If you need to associate information with the I/O operation, there's no obvious place to put it, so some people end up doing things like maintaining a master table which records all outstanding overlapped I/O as well as the additional information associated with that I/O. When each I/O completes, they look up the I/O in the master table to locate that additional information.

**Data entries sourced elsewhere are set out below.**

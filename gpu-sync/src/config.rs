//! Device configuration.

use std::time::Duration;

use crate::error::{GraphicsError, GraphicsResult};

/// Configuration of a [`GraphicsDevice`](crate::GraphicsDevice).
///
/// # Example
///
/// ```ignore
/// let config = DeviceConfig::default()
///     .with_frames_in_flight(3)
///     .with_wait_timeout(Duration::from_secs(5));
/// ```
#[derive(Debug, Clone, Copy, PartialEq, Eq)]
pub struct DeviceConfig {
    /// Number of command buffer slots cycled by a [`CommandRing`](crate::CommandRing).
    pub frames_in_flight: usize,
    /// How many times an "out of date" acquire recreates the swapchain and retries.
    pub max_acquire_retries: u32,
    /// Upper bound for blocking timeline waits, `None` to wait forever.
    pub wait_timeout: Option<Duration>,
    /// Allow the direct write path for host-mappable buffers.
    pub direct_writes: bool,
}

impl Default for DeviceConfig {
    fn default() -> Self {
        Self {
            frames_in_flight: 2,
            max_acquire_retries: 1,
            wait_timeout: None,
            direct_writes: true,
        }
    }
}

impl DeviceConfig {
    /// Maximum supported number of frames in flight.
    pub const MAX_FRAMES_IN_FLIGHT: usize = 8;

    /// Set the number of frames in flight.
    pub fn with_frames_in_flight(mut self, frames: usize) -> Self {
        self.frames_in_flight = frames;
        self
    }

    /// Set the acquire retry bound.
    pub fn with_max_acquire_retries(mut self, retries: u32) -> Self {
        self.max_acquire_retries = retries;
        self
    }

    /// Set the timeout of blocking waits.
    pub fn with_wait_timeout(mut self, timeout: Duration) -> Self {
        self.wait_timeout = Some(timeout);
        self
    }

    /// Enable or disable the direct write path.
    pub fn with_direct_writes(mut self, enabled: bool) -> Self {
        self.direct_writes = enabled;
        self
    }

    /// Check that the configuration is usable.
    pub fn validate(&self) -> GraphicsResult<()> {
        if self.frames_in_flight == 0 || self.frames_in_flight > Self::MAX_FRAMES_IN_FLIGHT {
            return Err(GraphicsError::InvalidParameter(format!(
                "frames_in_flight must be in 1..={}, got {}",
                Self::MAX_FRAMES_IN_FLIGHT,
                self.frames_in_flight
            )));
        }
        if self.wait_timeout == Some(Duration::ZERO) {
            return Err(GraphicsError::InvalidParameter(
                "wait_timeout must be non-zero".to_string(),
            ));
        }
        Ok(())
    }
}

#[cfg(test)]
mod tests {
    use super::*;

    #[test]
    fn test_defaults() {
        let config = DeviceConfig::default();
        assert_eq!(config.frames_in_flight, 2);
        assert_eq!(config.max_acquire_retries, 1);
        assert_eq!(config.wait_timeout, None);
        assert!(config.direct_writes);
        assert!(config.validate().is_ok());
    }

    #[test]
    fn test_builder() {
        let config = DeviceConfig::default()
            .with_frames_in_flight(3)
            .with_max_acquire_retries(2)
            .with_wait_timeout(Duration::from_millis(500))
            .with_direct_writes(false);
        assert_eq!(config.frames_in_flight, 3);
        assert_eq!(config.max_acquire_retries, 2);
        assert_eq!(config.wait_timeout, Some(Duration::from_millis(500)));
        assert!(!config.direct_writes);
    }

    #[test]
    fn test_validate_rejects() {
        assert!(
            DeviceConfig::default()
                .with_frames_in_flight(0)
                .validate()
                .is_err()
        );
        assert!(
            DeviceConfig::default()
                .with_frames_in_flight(9)
                .validate()
                .is_err()
        );
        assert!(
            DeviceConfig::default()
                .with_wait_timeout(Duration::ZERO)
                .validate()
                .is_err()
        );
    }
}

But it's easier than that.

Since the OVERLAPPED structure is passed by address, you can store your additional information alongside the OVERLAPPED structure:

// in C
struct OVERLAPPEDEX {
 OVERLAPPED o;
 CClient *AssociatedClient;
 CLIENTSTATE ClientState;
};

// or in C++
struct OVERLAPPEDEX : OVERLAPPED {
 CClient *AssociatedClient;
 CLIENTSTATE ClientState;
};

When the I/O completes, you can use the CONTAINING_RECORD macro or just static_cast the LPOVERLAPPED to OVERLAPPEDEX* and bingo, there's your extra information right there. Of course, you have to know that the I/O that completed is one that was issued against an OVERLAPPEDEX structure instead of a plain OVERLAPPED structure, but there are ways of keeping track of that. If you're using a completion function, then only use an OVERLAPPEDEX-aware completion function when the OVERLAPPED structure is part of an OVERLAPPEDEX structure. If you're using an I/O completion port, then you can use the completion key or the OVERLAPPED.hEvent to distinguish OVERLAPPEDEX asynchronous I/O from boring OVERLAPPED I/O.